Research by W Hospitality Group has revealed the choice of planned new hotel rooms within the hotel development pipeline in Africa has increased by 16 per cent on last year, which was itself 12 per cent up on 2011.
This is predicated on a sample of 29 international hotel chains, with 59 brands between them, and analyses deals that they have got signed with owners.
As in previous years, the detail behind the headline shows a definite tale of 2 Africas.
In north Africa, the event pipeline grew by nine per cent, from 17,217 planned new hotel rooms in 2012 to 18,782 rooms in 77 hotels in 2013.
In sub-Saharan Africa, however, the chains’ pipeline now stands at 21,052 rooms in 130 hotels, up from 17,109 rooms in 100 hotels a year ago – a huge 23 per cent increase.
This compares to four per cent growth in Europe and eight.6 per cent growth in Asia Pacific, in keeping with data produced by STR Global (although the expansion in Africa is from a far lower base).
Trevor Ward, managing director of W Hospitality Group said: “The main reasons for the slower growth in North Africa include the outlet of hotels within the 2012 pipeline, particularly in Algeria, a discounted investment specialize in North Africa by way of political concerns and a better emphasis on development in sub-Saharan markets.

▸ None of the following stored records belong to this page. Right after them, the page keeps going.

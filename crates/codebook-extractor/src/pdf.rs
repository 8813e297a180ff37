//! PDF codebooks: column-aligned table lines, then free-text templates

use crate::error::ExtractorError;
use crate::format::{Collector, Context, FormatExtractor, Origin};
use codebook_domain::{DocumentExtraction, DocumentHandle, MatchType, SourceType};
use lopdf::content::{Content, Operation};
use lopdf::{Document, Object, ObjectId};
use regex::Regex;
use std::collections::BTreeMap;
use tracing::debug;

/// Baselines closer than this are treated as the same row
const BASELINE_TOLERANCE: f32 = 0.5;

/// Kerning offsets in a `TJ` array below this read as a word space
const TJ_SPACE_OFFSET: f32 = -100.0;

/// Text of one PDF page
#[derive(Debug, Clone, PartialEq, Eq)]
pub(crate) struct PageText {
    pub number: u32,
    pub text: String,
}

pub(crate) struct PdfExtractor;

impl FormatExtractor for PdfExtractor {
    fn extract(
        &self,
        ctx: &Context<'_>,
        document: &DocumentHandle,
        bytes: &[u8],
    ) -> Result<DocumentExtraction, ExtractorError> {
        let pdf = Document::load_mem(bytes).map_err(|e| ExtractorError::Pdf(e.to_string()))?;

        let mut pages = Vec::new();
        let mut warnings = Vec::new();
        for (page_number, page_id) in pdf.get_pages() {
            match page_text(&pdf, page_id) {
                Ok(text) => pages.push(PageText { number: page_number, text }),
                Err(e) => warnings.push(format!("page {}: text extraction failed: {}", page_number, e)),
            }
        }
        debug!("{}: {} pages with text", document.source_id, pages.len());

        let mut collector = Collector::new(ctx, &document.source_id);
        for warning in warnings {
            collector.warn(warning);
        }
        extract_pages(&pages, &mut collector)?;
        Ok(collector.finish())
    }
}

/// Text of one page with a line break wherever the baseline moves
fn page_text(pdf: &Document, page_id: ObjectId) -> Result<String, lopdf::Error> {
    let encodings: BTreeMap<Vec<u8>, &str> = pdf
        .get_page_fonts(page_id)
        .into_iter()
        .map(|(name, font)| (name, font.get_font_encoding()))
        .collect();
    let content = Content::decode(&pdf.get_page_content(page_id)?)?;
    Ok(lay_out(&content.operations, &encodings))
}

/// Rebuilds text lines from content-stream operations.
///
/// Text shown on a new baseline starts a new line. Text moved along the
/// same baseline, like a cell in the next column, is separated by a tab.
fn lay_out(operations: &[Operation], encodings: &BTreeMap<Vec<u8>, &str>) -> String {
    let mut layout = Layout::default();
    for operation in operations {
        let operands = &operation.operands;
        match operation.operator.as_str() {
            "Tf" => {
                layout.encoding = operands
                    .first()
                    .and_then(|font| font.as_name().ok())
                    .and_then(|name| encodings.get(name).copied());
            }
            "BT" => layout.move_to(Some(0.0)),
            "Tm" => layout.move_to(operand(operands, 5)),
            "Td" | "TD" => {
                let dy = operand(operands, 1).unwrap_or(0.0);
                layout.move_to(layout.cursor_y.map(|y| y + dy));
            }
            "T*" => layout.next_line(),
            "Tj" | "TJ" => layout.show(operands),
            "'" | "\"" => {
                layout.next_line();
                layout.show(operands.last().map(std::slice::from_ref).unwrap_or_default());
            }
            _ => {}
        }
    }
    layout.text
}

fn operand(operands: &[Object], index: usize) -> Option<f32> {
    operands.get(index).and_then(|o| o.as_float().ok())
}

#[derive(Default)]
struct Layout<'e> {
    text: String,
    encoding: Option<&'e str>,
    /// Baseline of the text matrix; `None` once it can no longer be tracked
    cursor_y: Option<f32>,
    /// Baseline of the last shown text
    line_y: Option<f32>,
    moved: bool,
    line_break: bool,
}

impl Layout<'_> {
    fn move_to(&mut self, y: Option<f32>) {
        self.cursor_y = y;
        self.moved = true;
    }

    fn next_line(&mut self) {
        self.cursor_y = None;
        self.line_break = true;
    }

    fn show(&mut self, operands: &[Object]) {
        let mut shown = String::new();
        self.collect(operands, &mut shown);
        if shown.is_empty() {
            return;
        }

        if !self.text.is_empty() && !self.text.ends_with('\n') {
            let same_baseline = match (self.line_y, self.cursor_y) {
                (Some(line), Some(cursor)) => (line - cursor).abs() < BASELINE_TOLERANCE,
                _ => false,
            };
            if self.line_break || !same_baseline {
                self.text.push('\n');
            } else if self.moved {
                self.text.push('\t');
            }
        }
        self.text.push_str(&shown);
        self.line_y = self.cursor_y;
        self.moved = false;
        self.line_break = false;
    }

    fn collect(&self, operands: &[Object], out: &mut String) {
        for operand in operands {
            match operand {
                Object::String(bytes, _) => out.push_str(&Document::decode_text(self.encoding, bytes)),
                Object::Array(items) => self.collect(items, out),
                Object::Integer(_) | Object::Real(_) => {
                    if operand.as_float().is_ok_and(|offset| offset < TJ_SPACE_OFFSET) {
                        out.push(' ');
                    }
                }
                _ => {}
            }
        }
    }
}

/// Table pass over every page, then the template pass over every page
pub(crate) fn extract_pages(pages: &[PageText], collector: &mut Collector<'_, '_>) -> Result<(), ExtractorError> {
    let ctx = collector.context();
    let splitter = cell_splitter(ctx.config.pdf_cell_gap)?;
    let policy = ctx.gatekeeper.table_policy();

    for page in pages {
        let origin = Origin::new(SourceType::PdfTable, MatchType::Table).on_page(page.number);
        for line in page.text.lines() {
            let cells: Vec<&str> = splitter
                .split(line.trim())
                .filter(|cell| !cell.is_empty())
                .collect();
            if cells.len() >= 2 {
                collector.admit(cells[0], cells[1], &policy, origin);
            }
        }
    }

    for page in pages {
        collector.admit_templates(&page.text, SourceType::PdfText, Some(page.number));
    }
    Ok(())
}

/// Cells are separated by tabs or runs of at least `gap` spaces
fn cell_splitter(gap: usize) -> Result<Regex, ExtractorError> {
    Regex::new(&format!(r"\t+| {{{},}}", gap)).map_err(|e| ExtractorError::Config(e.to_string()))
}

#[cfg(test)]
mod tests {
    use super::*;
    use crate::config::ExtractorConfig;
    use crate::templates::TemplateSet;
    use codebook_gatekeeper::Gatekeeper;
    use codebook_taxonomy::Taxonomy;

    fn run(pages: &[PageText]) -> DocumentExtraction {
        let taxonomy = Taxonomy::default_taxonomy().unwrap();
        let gatekeeper = Gatekeeper::default_config();
        let config = ExtractorConfig::default();
        let templates = TemplateSet::compile(&config.text_templates).unwrap();
        let ctx = Context {
            taxonomy: &taxonomy,
            gatekeeper: &gatekeeper,
            templates: &templates,
            config: &config,
        };
        let mut collector = Collector::new(&ctx, "codebook.pdf");
        extract_pages(pages, &mut collector).unwrap();
        collector.finish()
    }

    fn page(number: u32, text: &str) -> PageText {
        PageText {
            number,
            text: text.to_string(),
        }
    }

    #[test]
    fn test_cell_splitter() {
        let splitter = cell_splitter(2).unwrap();
        let cells: Vec<_> = splitter.split("AGE  Age of respondent\tNUM").collect();
        assert_eq!(cells, vec!["AGE", "Age of respondent", "NUM"]);
    }

    #[test]
    fn test_table_lines_tagged_with_page() {
        let extraction = run(&[
            page(1, "Variable    Description\nMARITAL    Marital status of respondent"),
            page(2, "INCOME2\tAnnual household income"),
        ]);

        let tables: Vec<_> = extraction
            .records
            .iter()
            .filter(|r| r.source_type == SourceType::PdfTable)
            .collect();
        assert_eq!(tables.len(), 2);
        assert_eq!(tables[0].name, "MARITAL");
        assert_eq!(tables[0].page, Some(1));
        assert_eq!(tables[1].name, "INCOME2");
        assert_eq!(tables[1].page, Some(2));
    }

    #[test]
    fn test_single_spaces_do_not_split() {
        let extraction = run(&[page(1, "MARITAL Marital status of respondent")]);
        assert!(extraction
            .records
            .iter()
            .all(|r| r.source_type != SourceType::PdfTable));
    }

    #[test]
    fn test_tables_before_templates_across_pages() {
        let extraction = run(&[
            page(1, "SXORIENT: Which of the following best represents how you think of yourself?"),
            page(2, "AGE    Age of the respondent in years"),
        ]);

        let order: Vec<_> = extraction
            .records
            .iter()
            .map(|r| (r.name.as_str(), r.source_type))
            .collect();
        assert_eq!(order[0], ("AGE", SourceType::PdfTable));
        assert!(order.contains(&("SXORIENT", SourceType::PdfText)));
        let sxorient = extraction.records.iter().find(|r| r.name == "SXORIENT").unwrap();
        assert_eq!(sxorient.page, Some(1));
        assert_eq!(sxorient.match_type, MatchType::VariablePattern);
        assert_eq!(sxorient.category.as_deref(), Some(codebook_domain::PATTERN_MATCH_CATEGORY));
    }

    #[test]
    fn test_noise_rejected_in_templates() {
        let extraction = run(&[page(3, "SXORIENT: Hidden question, go to section 4")]);
        assert!(extraction
            .records
            .iter()
            .all(|r| r.source_type != SourceType::PdfText));
        assert!(extraction.rejected > 0);
    }

    fn ops(operations: Vec<Operation>) -> String {
        lay_out(&operations, &BTreeMap::new())
    }

    fn show(text: &str) -> Operation {
        Operation::new("Tj", vec![Object::string_literal(text)])
    }

    fn move_by(x: i64, y: i64) -> Operation {
        Operation::new("Td", vec![x.into(), y.into()])
    }

    /// One-page PDF whose content stream is `operations`
    fn build_pdf(operations: Vec<Operation>) -> Vec<u8> {
        use lopdf::{dictionary, Stream};

        let mut doc = Document::with_version("1.5");
        let pages_id = doc.new_object_id();
        let font_id = doc.add_object(dictionary! {
            "Type" => "Font",
            "Subtype" => "Type1",
            "BaseFont" => "Courier",
        });
        let resources_id = doc.add_object(dictionary! {
            "Font" => dictionary! { "F1" => font_id },
        });
        let content = Content { operations };
        let content_id = doc.add_object(Stream::new(dictionary! {}, content.encode().unwrap()));
        let page_id = doc.add_object(dictionary! {
            "Type" => "Page",
            "Parent" => pages_id,
            "Contents" => content_id,
        });
        doc.objects.insert(
            pages_id,
            Object::Dictionary(dictionary! {
                "Type" => "Pages",
                "Kids" => vec![page_id.into()],
                "Count" => 1,
                "Resources" => resources_id,
                "MediaBox" => vec![0.into(), 0.into(), 595.into(), 842.into()],
            }),
        );
        let catalog_id = doc.add_object(dictionary! {
            "Type" => "Catalog",
            "Pages" => pages_id,
        });
        doc.trailer.set("Root", catalog_id);

        let mut bytes = Vec::new();
        doc.save_to(&mut bytes).unwrap();
        bytes
    }

    #[test]
    fn test_layout_breaks_on_new_baseline() {
        let text = ops(vec![
            Operation::new("BT", vec![]),
            move_by(50, 700),
            show("SEXORIEN    Sexual orientation of respondent"),
            move_by(0, -14),
            show("MARITAL    Marital status of respondent"),
            Operation::new("T*", vec![]),
            show("INCOME2    Annual household income"),
            Operation::new("ET", vec![]),
        ]);

        assert_eq!(
            text,
            "SEXORIEN    Sexual orientation of respondent\n\
             MARITAL    Marital status of respondent\n\
             INCOME2    Annual household income"
        );
    }

    #[test]
    fn test_layout_joins_cells_on_same_baseline() {
        let text = ops(vec![
            Operation::new("BT", vec![]),
            move_by(50, 700),
            show("AGE"),
            Operation::new("ET", vec![]),
            Operation::new("BT", vec![]),
            move_by(150, 700),
            show("Age of respondent"),
            Operation::new("ET", vec![]),
            Operation::new("BT", vec![]),
            Operation::new("Tm", vec![1.into(), 0.into(), 0.into(), 1.into(), 50.into(), 686.into()]),
            show("SEX"),
            Operation::new("Tm", vec![1.into(), 0.into(), 0.into(), 1.into(), 150.into(), 686.into()]),
            Operation::new(
                "TJ",
                vec![Object::Array(vec![
                    Object::string_literal("Sex"),
                    (-250).into(),
                    Object::string_literal("of respondent"),
                ])],
            ),
            Operation::new("ET", vec![]),
        ]);

        assert_eq!(text, "AGE\tAge of respondent\nSEX\tSex of respondent");
    }

    #[test]
    fn test_rows_in_one_text_block_stay_separate() {
        let bytes = build_pdf(vec![
            Operation::new("BT", vec![]),
            Operation::new("Tf", vec!["F1".into(), 10.into()]),
            move_by(50, 700),
            show("SEXORIEN    Sexual orientation of respondent"),
            move_by(0, -14),
            show("MARITAL    Marital status of respondent"),
            Operation::new("ET", vec![]),
        ]);

        let taxonomy = Taxonomy::default_taxonomy().unwrap();
        let gatekeeper = Gatekeeper::default_config();
        let config = ExtractorConfig::default();
        let templates = TemplateSet::compile(&config.text_templates).unwrap();
        let ctx = Context {
            taxonomy: &taxonomy,
            gatekeeper: &gatekeeper,
            templates: &templates,
            config: &config,
        };
        let document = DocumentHandle::inline("codebook.pdf", codebook_domain::DocumentFormat::Pdf, bytes.clone());
        let extraction = PdfExtractor.extract(&ctx, &document, &bytes).unwrap();

        let tables: Vec<_> = extraction
            .records
            .iter()
            .filter(|r| r.source_type == SourceType::PdfTable)
            .map(|r| (r.name.as_str(), r.description.as_str(), r.page))
            .collect();
        assert_eq!(
            tables,
            vec![
                ("SEXORIEN", "Sexual orientation of respondent", Some(1)),
                ("MARITAL", "Marital status of respondent", Some(1)),
            ]
        );
        assert!(extraction.warnings.is_empty());
    }

    #[test]
    fn test_invalid_pdf_is_fatal() {
        let taxonomy = Taxonomy::default_taxonomy().unwrap();
        let gatekeeper = Gatekeeper::default_config();
        let config = ExtractorConfig::default();
        let templates = TemplateSet::compile(&config.text_templates).unwrap();
        let ctx = Context {
            taxonomy: &taxonomy,
            gatekeeper: &gatekeeper,
            templates: &templates,
            config: &config,
        };
        let document = DocumentHandle::inline("broken.pdf", codebook_domain::DocumentFormat::Pdf, "not a pdf");
        let result = PdfExtractor.extract(&ctx, &document, b"not a pdf");
        assert!(matches!(result, Err(ExtractorError::Pdf(_))));
    }
}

“There is a boom in Africa, in all sectors, including hotels.
“Economic growth in lots of countries is 6 per cent or higher and global investors are staring at the continent in a far more serious and complicated way.
“We are being contacted by more and more dedicated investment funds looking to enter the African hotel market.”
The five countries of North Africa all appear within the top ten countries for brand spanking new hotels, led by Egypt (7,644 planned new hotel rooms), Morocco (5,178) and Algeria (3,160).
In sub-Saharan Africa, Nigeria has by far the most important pipeline, with 7,470 planned new rooms.
The companies leading the style are Hilton Worldwide with 6,230 rooms in its African pipeline, Carlson Rezidor with 5,947, Accor with 5,165 and Marriott with 3,900.
Ward added: “The major international brands are still blazing the path, led by Hilton Worldwide, forging ahead with 6,230 planned new rooms for Hilton, Doubletree and Garden Inn brands, a unprecedented 84% increase on 2012.
“And this can be very encouraging to work out new brands entering the market, including Campanile, Dusit, easyHotel, Fairmont, Hyatt Place and W.
“This shows the arrogance of the hotel chains not only inside the continent conceptually, but additionally as somewhere where they could diversify their brand footprint.”